Geometric Theory of Spaces of Integral Polynomials and Symmetric Tensor Products

We investigate the nature of extreme, (weak*-) exposed, and (weak*-) strongly exposed points of the unit ball of spaces of n-homogeneous integral polynomials on, and n-fold symmetric products of, a Banach space E. For the space of integral polynomials we show the set of extreme points is contained in the set {±φn: φ∈E′, ‖φ‖=1}. We give Šmulʹyan type theorems for spaces of n-homogeneous polynomials and n-fold symmetric tensors that characterise weak*-exposed (resp. weak*-strongly exposed) points in terms of Gâteaux (resp. Fréchet) differentiability of the norm on various spaces of tensor products and polynomials. Our study of the geometry of these spaces has many applications: When E has the Radon–Nikodým property we show that the spaces of n-homogeneous integral and nuclear polynomials are isomerically isomorphic for each integer n.

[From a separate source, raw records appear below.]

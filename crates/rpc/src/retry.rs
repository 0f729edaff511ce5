use std::time::Duration;

const DEFAULT_MAX_RETRIES: usize = 3;
const DEFAULT_BASE_DELAY: Duration = Duration::from_millis(100);
const DEFAULT_MAX_DELAY: Duration = Duration::from_secs(5);

/// How often an endpoint is retried, and how long to wait between retries.
#[derive(Clone, Copy, Debug, PartialEq, Eq)]
pub struct RetryConfig {
    /// Consecutive retryable failures tolerated before failing over. At least 1.
    pub max_retries: usize,

    /// Delay before the first retry against the same endpoint. Zero disables backoff.
    pub base_delay: Duration,

    /// Upper bound for the backoff delay.
    pub max_delay: Duration,
}

impl Default for RetryConfig {
    fn default() -> Self {
        Self {
            max_retries: DEFAULT_MAX_RETRIES,
            base_delay: DEFAULT_BASE_DELAY,
            max_delay: DEFAULT_MAX_DELAY,
        }
    }
}

impl RetryConfig {
    /// Retries without waiting.
    #[must_use]
    pub const fn immediate() -> Self {
        Self {
            max_retries: DEFAULT_MAX_RETRIES,
            base_delay: Duration::ZERO,
            max_delay: Duration::ZERO,
        }
    }

    /// Sets the number of consecutive failures tolerated per endpoint.
    #[must_use]
    pub const fn with_max_retries(mut self, max_retries: usize) -> Self {
        self.max_retries = max_retries;
        self
    }

    /// Delay before retrying after the `consecutive_errors`-th failure in a row.
    ///
    /// Doubles with every failure, with up to 10% jitter, capped at `max_delay`.
    #[must_use]
    pub fn delay(&self, consecutive_errors: usize) -> Duration {
        if self.base_delay.is_zero() {
            return Duration::ZERO;
        }

        #[allow(clippy::cast_possible_truncation, clippy::cast_possible_wrap)]
        let exponent = consecutive_errors.saturating_sub(1).min(16) as i32;
        let factor = 2f64.powi(exponent) * fastrand::f64().mul_add(0.1, 1.0);

        std::cmp::min(self.base_delay.mul_f64(factor), self.max_delay)
    }
}

#[cfg(test)]
mod tests {
    use super::*;

    #[test]
    fn test_backoff_grows_and_is_capped() {
        let retry = RetryConfig {
            max_retries: 10,
            base_delay: Duration::from_millis(100),
            max_delay: Duration::from_secs(1),
        };

        let first = retry.delay(1);
        assert!(first >= Duration::from_millis(100) && first <= Duration::from_millis(110));

        let third = retry.delay(3);
        assert!(third >= Duration::from_millis(400) && third <= Duration::from_millis(440));

        assert_eq!(retry.delay(9), Duration::from_secs(1));
    }

    #[test]
    fn test_immediate_never_waits() {
        let retry = RetryConfig::immediate();

        assert_eq!(retry.max_retries, 3);
        for errors in 0..10 {
            assert_eq!(retry.delay(errors), Duration::ZERO);
        }
    }
}
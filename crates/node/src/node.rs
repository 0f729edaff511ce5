use std::collections::BTreeMap;
use std::sync::Arc;

use keel_router::{RouterReady, RouterState, RouterSupervisor, RouterSupervisorOptions};
use keel_rpc::{EndpointPool, ResilientRpcClient};
use serde_json::Value;
use tracing::info;

use crate::NodeConfig;
use crate::error::{Error, Result};
use crate::tasks::{TaskHeader, TaskId, TaskRegistry};

/// Read-only views of node state consumed by external gateways.
pub trait NodeLookups: Send + Sync {
    /// Effective node settings, keyed by name.
    fn settings(&self) -> BTreeMap<String, Value>;

    /// Tasks the node knows about, keyed by task id.
    fn known_tasks(&self) -> BTreeMap<TaskId, TaskHeader>;
}

/// A node: the supervised message router plus the blockchain RPC client.
#[derive(Debug)]
pub struct Node {
    config: NodeConfig,
    router: RouterSupervisor,
    rpc_client: Arc<ResilientRpcClient>,
    tasks: TaskRegistry,
}

impl Node {
    /// Assembles a node without starting anything.
    ///
    /// # Errors
    ///
    /// Returns an error if the configuration is invalid, the router binary
    /// cannot be found, or the data directory cannot be created.
    pub fn new(config: NodeConfig) -> Result<Self> {
        config.validate()?;
        let router_config = config.router_config()?;

        std::fs::create_dir_all(&config.data_dir)
            .map_err(|e| Error::Io("failed to create data directory", e))?;

        let router = RouterSupervisor::new(RouterSupervisorOptions {
            config: router_config,
            router_bin: config.router_bin.clone(),
            working_dir: config.data_dir.join("router"),
            log_level: None,
            startup_timeout: Some(config.router_startup_timeout),
            shutdown_timeout: None,
        })?;

        let pool = EndpointPool::new(config.rpc_endpoints.iter().cloned())?;
        let rpc_client = Arc::new(ResilientRpcClient::http(pool, config.retry_config())?);

        Ok(Self {
            config,
            router,
            rpc_client,
            tasks: TaskRegistry::new(),
        })
    }

    /// Starts the router and waits until it is ready.
    ///
    /// # Errors
    ///
    /// Returns the router's startup error, including when the node was
    /// already started.
    pub async fn start(&self) -> Result<RouterReady> {
        let ready = self.router.start_async().await?;

        info!(
            "node ready: router at {}, rpc via {}",
            ready.url,
            self.rpc_client.active_endpoint()
        );

        Ok(ready)
    }

    /// Stops the router. Safe to call more than once.
    ///
    /// # Errors
    ///
    /// Returns an error if the router process could not be shut down.
    pub async fn shutdown(&self) -> Result<()> {
        self.router.stop().await?;

        info!("node shut down");
        Ok(())
    }

    /// The node configuration.
    #[must_use]
    pub const fn config(&self) -> &NodeConfig {
        &self.config
    }

    /// Readiness details of the router, while it runs.
    #[must_use]
    pub fn router_ready(&self) -> Option<RouterReady> {
        self.router.ready()
    }

    /// Lifecycle state of the router.
    #[must_use]
    pub fn router_state(&self) -> RouterState {
        self.router.state()
    }

    /// Shared handle on the blockchain RPC client.
    #[must_use]
    pub fn rpc_client(&self) -> Arc<ResilientRpcClient> {
        Arc::clone(&self.rpc_client)
    }

    /// Registry of known tasks.
    #[must_use]
    pub const fn tasks(&self) -> &TaskRegistry {
        &self.tasks
    }
}

impl NodeLookups for Node {
    fn settings(&self) -> BTreeMap<String, Value> {
        let mut settings = match serde_json::to_value(&self.config) {
            Ok(Value::Object(map)) => map.into_iter().collect(),
            _ => BTreeMap::new(),
        };

        settings.insert(
            "router_state".to_string(),
            Value::String(self.router.state().to_string()),
        );
        if let Some(ready) = self.router_ready() {
            settings.insert("router_url".to_string(), Value::String(ready.url));
            settings.insert("router_pubkey".to_string(), Value::String(ready.pubkey));
        }

        settings
    }

    fn known_tasks(&self) -> BTreeMap<TaskId, TaskHeader> {
        self.tasks.snapshot()
    }
}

When the dimensions of E and n are both at least 2 then the space of n-homogeneous polynomials on E is neither smooth nor rotund. For a certain class of reflexive Banach space the space of n-homogeneous approximable polynomials on E is either reflexive or is not isometric to a dual Banach space. We conclude with a Choquet Theorem for a space of homogeneous polynomials.